McClung and his collaborators are now conducting a similar research program studying the same gene in  tissue from patients in Yamaguchi’s clinic.

“There’s a lot of new technology out there now, but we’re not really treating the source of the problem, we’re just helping people manage their symptoms,” Yamaguchi said. “If we can get to the root of the problem and potentially come up with a pill or an injection or some sort of gene therapy, then in the end it will save money in terms of taking care of people, with potentially better outcomes.”

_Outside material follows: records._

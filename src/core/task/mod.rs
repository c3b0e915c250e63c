//! Task management module
//!
//! Provides task creation, deletion, and control functions. A task is a
//! kernel thread plus its [`OsTcb`]; the kernel schedules it, this module
//! only keeps the μC/OS-III bookkeeping (suspend nesting, registers, the
//! built-in semaphore and queue) in step with it.

mod tcb;

pub use tcb::OsTcb;

use alloc::boxed::Box;
use core::mem::size_of;

use portable_atomic::{AtomicU8, Ordering};

use crate::config::{CFG_PRIO_IDLE, CFG_STK_SIZE_MIN, CFG_TASK_REG_TBL_SIZE, CFG_TIME_QUANTA_DEFAULT};
use crate::critical::{is_isr_context, CriticalSection};
use crate::error::{rt_result, OsError, OsResult};
use crate::kernel::{os_sched, sched_locked, DBG, KERNEL};
use crate::port::{
    rt_schedule, rt_thread_control, rt_thread_detach, rt_thread_exit, rt_thread_init,
    rt_thread_resume, rt_thread_startup, rt_thread_suspend, rt_tick_get, RtThreadCtrl, RtThreadEntry,
    RtUserData,
};
use crate::sync::q::OsMsg;
use crate::types::{
    opt, OsMsgSize, OsNestingCtr, OsObjQty, OsObjType, OsOpt, OsPendOn, OsPrio, OsReg, OsRegId,
    OsSemCtr, OsStkElement, OsTick,
};

use tcb::TcbState;

/// Task entry point function type
///
/// Returning from the entry deletes the task.
pub type OsTaskFn = fn(*mut ());

/// Task argument carried into the task's thread
struct TaskArg(*mut ());

// SAFETY: the pointer is handed to the task untouched; what it points to is
// the creator's responsibility, as with any μC/OS-III task argument.
unsafe impl Send for TaskArg {}

impl TaskArg {
    fn get(self) -> *mut () {
        self.0
    }
}

/// Next free task register id
static REG_ID_NEXT: AtomicU8 = AtomicU8::new(0);

/// Forget every handed out register id, on `os_init`
pub(crate) fn reset_reg_ids() {
    REG_ID_NEXT.store(0, Ordering::SeqCst);
}

#[inline]
fn resolve(tcb: Option<&'static OsTcb>) -> OsResult<&'static OsTcb> {
    match tcb {
        Some(tcb) => Ok(tcb),
        None => OsTcb::current().ok_or(OsError::TcbInvalid),
    }
}

#[inline]
fn is_self(tcb: &OsTcb) -> bool {
    OsTcb::current().is_some_and(|cur| core::ptr::eq(cur, tcb))
}

#[inline]
fn check_exists(tcb: &OsTcb) -> OsResult<()> {
    if !tcb.is_created() {
        return Err(OsError::TaskNotExist);
    }
    Ok(())
}

/// Tear down what the task owns besides its thread
fn task_cleanup(tcb: &'static OsTcb) {
    let (sem_created, q_created) = tcb.with(|s| {
        let built_in = (s.sem_created, s.q_created);
        s.sem_created = false;
        s.q_created = false;
        built_in
    });
    if sem_created && tcb.sem.del(opt::DEL_ALWAYS).is_err() {
        crate::warn!("task {}: built-in semaphore already gone", tcb.name());
    }
    if q_created && tcb.msg_q.del(opt::DEL_ALWAYS).is_err() {
        crate::warn!("task {}: built-in queue already gone", tcb.name());
    }
    let cs = CriticalSection::enter();
    let key = tcb.state(&cs).dbg.take();
    if let Some(key) = key {
        DBG.get(&cs).remove(key);
    }
}

/// Create a new task
///
/// The task's thread starts right away; the kernel decides when it runs.
///
/// # Arguments
/// * `tcb` - Static Task Control Block
/// * `name` - Task name for debugging
/// * `task_fn` - Task entry point function
/// * `arg` - Argument to pass to task function
/// * `prio` - Task priority (0 = highest)
/// * `stk_size` - Stack size in [`OsStkElement`]s
/// * `q_size` - Depth of the built-in message queue, 0 for none
/// * `time_quanta` - Round-robin time slice, 0 for the default
/// * `task_opt` - Task options
///
/// # Example
/// ```ignore
/// static TASK_TCB: OsTcb = OsTcb::new();
///
/// fn my_task(_: *mut ()) {
///     loop { /* ... */ }
/// }
///
/// // In main:
/// os_task_create(
///     &TASK_TCB,
///     "MyTask",
///     my_task,
///     core::ptr::null_mut(),
///     5,
///     256,
///     0,
///     0,
///     opt::TASK_NONE,
/// )?;
/// ```
#[allow(clippy::too_many_arguments)]
pub fn os_task_create(
    tcb: &'static OsTcb,
    name: &'static str,
    task_fn: OsTaskFn,
    arg: *mut (),
    prio: OsPrio,
    stk_size: usize,
    q_size: OsObjQty,
    time_quanta: OsTick,
    task_opt: OsOpt,
) -> OsResult<()> {
    if is_isr_context() {
        return Err(OsError::TaskCreateIsr);
    }

    if !KERNEL.is_initialized() {
        return Err(OsError::OsNotInit);
    }

    if prio >= CFG_PRIO_IDLE {
        return Err(OsError::PrioInvalid);
    }

    if stk_size < CFG_STK_SIZE_MIN {
        return Err(OsError::StkSizeInvalid);
    }

    if tcb.is_created() {
        return Err(OsError::ObjCreated);
    }

    let time_quanta = if time_quanta == 0 {
        CFG_TIME_QUANTA_DEFAULT
    } else {
        time_quanta
    };

    tcb.with(|s| {
        *s = TcbState {
            name,
            prio,
            opt: task_opt,
            time_quanta,
            tick_prev: rt_tick_get(),
            ..TcbState::new()
        }
    });

    let sem_created = match tcb.sem.create_as(name, 0, None) {
        Ok(()) => true,
        Err(err) => {
            crate::warn!("task {}: built-in semaphore not created ({})", name, err.code());
            false
        }
    };
    let q_created = q_size > 0
        && match tcb.msg_q.create_as(name, q_size, None) {
            Ok(()) => true,
            Err(err) => {
                crate::warn!("task {}: built-in queue not created ({})", name, err.code());
                false
            }
        };
    tcb.with(|s| {
        s.sem_created = sem_created;
        s.q_created = q_created;
    });

    let arg = TaskArg(arg);
    let entry: RtThreadEntry = Box::new(move || {
        task_fn(arg.get());
        task_cleanup(tcb);
    });
    let rc = rt_thread_init(
        &tcb.thread,
        name,
        entry,
        stk_size * size_of::<OsStkElement>(),
        prio,
        time_quanta,
    );
    if let Err(err) = rt_result(rc) {
        task_cleanup(tcb);
        return Err(err);
    }
    tcb.thread.set_user_data(Some(tcb as RtUserData));

    {
        let cs = CriticalSection::enter();
        let key = DBG.get(&cs).insert(OsObjType::Task, name);
        tcb.state(&cs).dbg = Some(key);
    }

    if let Err(err) = rt_result(rt_thread_startup(&tcb.thread)) {
        let _ = rt_thread_detach(&tcb.thread);
        task_cleanup(tcb);
        return Err(err);
    }
    crate::debug!("task {} created at prio {}", name, prio);

    if KERNEL.is_running() {
        os_sched();
    }
    Ok(())
}

/// Delete a task, `None` for the calling task
///
/// Deleting the calling task does not return.
pub fn os_task_del(tcb: Option<&'static OsTcb>) -> OsResult<()> {
    if is_isr_context() {
        return Err(OsError::TaskDelIsr);
    }

    let tcb = resolve(tcb)?;
    check_exists(tcb)?;

    if is_self(tcb) {
        crate::debug!("task {} deletes itself", tcb.name());
        task_cleanup(tcb);
        rt_thread_exit();
    }

    rt_result(rt_thread_detach(&tcb.thread))?;
    task_cleanup(tcb);
    crate::debug!("task {} deleted", tcb.name());
    os_sched();
    Ok(())
}

/// Suspend a task, `None` for the calling task
///
/// Suspends nest: the task runs again once every suspend has been matched
/// by a resume.
pub fn os_task_suspend(tcb: Option<&'static OsTcb>) -> OsResult<()> {
    if is_isr_context() {
        return Err(OsError::TaskSuspendIsr);
    }

    let tcb = resolve(tcb)?;
    check_exists(tcb)?;

    let me = is_self(tcb);
    if me && sched_locked() {
        return Err(OsError::SchedLocked);
    }

    let first = {
        let cs = CriticalSection::enter();
        let mut s = tcb.state(&cs);
        if s.suspend_ctr == OsNestingCtr::MAX {
            return Err(OsError::TaskSuspendCtrOvf);
        }
        s.suspend_ctr += 1;
        s.suspend_ctr == 1
    };

    if first {
        if let Err(err) = rt_result(rt_thread_suspend(&tcb.thread)) {
            tcb.with(|s| s.suspend_ctr -= 1);
            return Err(err);
        }
    }

    if me {
        rt_schedule();
    }
    Ok(())
}

/// Resume a suspended task
pub fn os_task_resume(tcb: Option<&'static OsTcb>) -> OsResult<()> {
    if is_isr_context() {
        return Err(OsError::TaskResumeIsr);
    }

    let tcb = match tcb {
        Some(tcb) if !is_self(tcb) => tcb,
        _ => return Err(OsError::TaskResumeSelf),
    };
    check_exists(tcb)?;

    let last = {
        let cs = CriticalSection::enter();
        let mut s = tcb.state(&cs);
        if s.suspend_ctr == 0 {
            return Err(OsError::TaskNotSuspended);
        }
        s.suspend_ctr -= 1;
        s.suspend_ctr == 0
    };

    if last {
        rt_result(rt_thread_resume(&tcb.thread))?;
        os_sched();
    }
    Ok(())
}

/// Change the base priority of a task, `None` for the calling task
pub fn os_task_change_prio(tcb: Option<&'static OsTcb>, prio_new: OsPrio) -> OsResult<()> {
    if is_isr_context() {
        return Err(OsError::TaskChangePrioIsr);
    }

    if prio_new >= CFG_PRIO_IDLE {
        return Err(OsError::PrioInvalid);
    }

    let tcb = resolve(tcb)?;
    check_exists(tcb)?;

    rt_result(rt_thread_control(&tcb.thread, RtThreadCtrl::ChangePriority(prio_new)))?;
    tcb.with(|s| s.prio = prio_new);
    os_sched();
    Ok(())
}

/// Set the round-robin time slice of a task, 0 for the default
pub fn os_task_time_quanta_set(tcb: Option<&'static OsTcb>, time_quanta: OsTick) -> OsResult<()> {
    if is_isr_context() {
        return Err(OsError::SetIsr);
    }

    let tcb = resolve(tcb)?;
    check_exists(tcb)?;

    let time_quanta = if time_quanta == 0 {
        CFG_TIME_QUANTA_DEFAULT
    } else {
        time_quanta
    };
    tcb.thread.set_init_tick(time_quanta);
    tcb.with(|s| s.time_quanta = time_quanta);
    Ok(())
}

/// The calling task's TCB
#[inline]
pub fn os_tcb_cur() -> Option<&'static OsTcb> {
    OsTcb::current()
}

// ============ Task registers ============

/// Hand out the next free task register id
pub fn os_task_reg_get_id() -> OsResult<OsRegId> {
    REG_ID_NEXT
        .fetch_update(Ordering::AcqRel, Ordering::Acquire, |id| {
            ((id as usize) < CFG_TASK_REG_TBL_SIZE).then_some(id + 1)
        })
        .map_err(|_| OsError::TaskRegIdInvalid)
}

/// Read a task register
pub fn os_task_reg_get(tcb: Option<&'static OsTcb>, id: OsRegId) -> OsResult<OsReg> {
    if id as usize >= CFG_TASK_REG_TBL_SIZE {
        return Err(OsError::TaskRegIdInvalid);
    }
    let tcb = resolve(tcb)?;
    Ok(tcb.with(|s| s.reg_tbl[id as usize]))
}

/// Write a task register
pub fn os_task_reg_set(tcb: Option<&'static OsTcb>, id: OsRegId, value: OsReg) -> OsResult<()> {
    if id as usize >= CFG_TASK_REG_TBL_SIZE {
        return Err(OsError::TaskRegIdInvalid);
    }
    let tcb = resolve(tcb)?;
    tcb.with(|s| s.reg_tbl[id as usize] = value);
    Ok(())
}

// ============ Built-in semaphore ============

fn task_sem(tcb: &OsTcb) -> OsResult<()> {
    if !tcb.with(|s| s.sem_created) {
        return Err(OsError::TaskObjNotCreated);
    }
    Ok(())
}

fn task_q(tcb: &OsTcb) -> OsResult<()> {
    if !tcb.with(|s| s.q_created) {
        return Err(OsError::TaskObjNotCreated);
    }
    Ok(())
}

/// Wait on the calling task's built-in semaphore
pub fn os_task_sem_pend(timeout: OsTick, pend_opt: OsOpt) -> OsResult<OsSemCtr> {
    if is_isr_context() {
        return Err(OsError::PendIsr);
    }
    let tcb = OsTcb::current().ok_or(OsError::TcbInvalid)?;
    task_sem(tcb)?;
    tcb.sem.pend_as(timeout, pend_opt, OsPendOn::TaskSem)
}

/// Signal a task's built-in semaphore, `None` for the calling task
pub fn os_task_sem_post(tcb: Option<&'static OsTcb>, post_opt: OsOpt) -> OsResult<OsSemCtr> {
    let tcb = resolve(tcb)?;
    task_sem(tcb)?;
    tcb.sem.post(post_opt & opt::POST_NO_SCHED)
}

/// Force the count of a task's built-in semaphore, returning the old count
pub fn os_task_sem_set(tcb: Option<&'static OsTcb>, cnt: OsSemCtr) -> OsResult<OsSemCtr> {
    let tcb = resolve(tcb)?;
    task_sem(tcb)?;
    tcb.sem.set(cnt)
}

/// Abort the wait of a task on its built-in semaphore
pub fn os_task_sem_pend_abort(tcb: &'static OsTcb, abort_opt: OsOpt) -> OsResult<()> {
    if is_isr_context() {
        return Err(OsError::PendAbortIsr);
    }
    if is_self(tcb) {
        return Err(OsError::PendAbortSelf);
    }
    task_sem(tcb)?;
    tcb.sem
        .pend_abort(opt::PEND_ABORT_1 | (abort_opt & opt::POST_NO_SCHED))
        .map(|_| ())
}

// ============ Built-in message queue ============

/// Wait for a message on the calling task's built-in queue
pub fn os_task_q_pend(timeout: OsTick, pend_opt: OsOpt) -> OsResult<OsMsg> {
    if is_isr_context() {
        return Err(OsError::PendIsr);
    }
    let tcb = OsTcb::current().ok_or(OsError::TcbInvalid)?;
    task_q(tcb)?;
    tcb.msg_q.pend_as(timeout, pend_opt, OsPendOn::TaskQueue)
}

/// Post a message to a task's built-in queue, `None` for the calling task
pub fn os_task_q_post(
    tcb: Option<&'static OsTcb>,
    msg: *const (),
    size: OsMsgSize,
    post_opt: OsOpt,
) -> OsResult<()> {
    let tcb = resolve(tcb)?;
    task_q(tcb)?;
    tcb.msg_q.post(msg, size, post_opt & !opt::POST_ALL)
}

/// Drop every message in a task's built-in queue
pub fn os_task_q_flush(tcb: Option<&'static OsTcb>) -> OsResult<OsObjQty> {
    let tcb = resolve(tcb)?;
    task_q(tcb)?;
    tcb.msg_q.flush()
}

/// Abort the wait of a task on its built-in queue
pub fn os_task_q_pend_abort(tcb: &'static OsTcb, abort_opt: OsOpt) -> OsResult<()> {
    if is_isr_context() {
        return Err(OsError::PendAbortIsr);
    }
    if is_self(tcb) {
        return Err(OsError::PendAbortSelf);
    }
    task_q(tcb)?;
    tcb.msg_q
        .pend_abort(opt::PEND_ABORT_1 | (abort_opt & opt::POST_NO_SCHED))
        .map(|_| ())
}

#[cfg(test)]
mod tests {
    use super::*;

    #[test]
    fn register_ids_run_out() {
        reset_reg_ids();
        for expected in 0..CFG_TASK_REG_TBL_SIZE as OsRegId {
            assert_eq!(os_task_reg_get_id(), Ok(expected));
        }
        assert_eq!(os_task_reg_get_id(), Err(OsError::TaskRegIdInvalid));
        reset_reg_ids();
    }

    #[test]
    fn calls_outside_a_task() {
        assert_eq!(os_task_sem_pend(0, opt::PEND_BLOCKING), Err(OsError::TcbInvalid));
        assert_eq!(os_task_del(None), Err(OsError::TcbInvalid));
        assert_eq!(os_task_resume(None), Err(OsError::TaskResumeSelf));
        assert_eq!(os_task_reg_get(None, 0), Err(OsError::TcbInvalid));
        assert_eq!(
            os_task_reg_set(None, CFG_TASK_REG_TBL_SIZE as OsRegId, 1),
            Err(OsError::TaskRegIdInvalid)
        );
    }

    #[test]
    fn unstarted_task_does_not_exist() {
        static TCB: OsTcb = OsTcb::new();
        assert_eq!(os_task_suspend(Some(&TCB)), Err(OsError::TaskNotExist));
        assert_eq!(os_task_resume(Some(&TCB)), Err(OsError::TaskNotExist));
        assert_eq!(os_task_sem_post(Some(&TCB), opt::POST_FIFO), Err(OsError::TaskObjNotCreated));
    }
}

Contributing to the study published in Circulation were East Carolina Heart Institute members Tom Green, research specialist; Cameron Schmidt, physiology doctoral student and Dr. Terence Ryan, post-doctoral fellow. Dr. Espen Spangenburg, associate professor of physiology, worked closely with McClung on the project along with collaborators from Duke and the University of Virginia.

From left, doctoral student Cameron Schmidt, assistant professor of physiology Dr. Joe McClung, post-doctoral fellow Dr. Terence Ryan, research specialist Reema Karnekar, and research specialist Tom Green. Not pictured is collaborator assistant professor of anatomy and cell biology Dr. Kelly Harrell.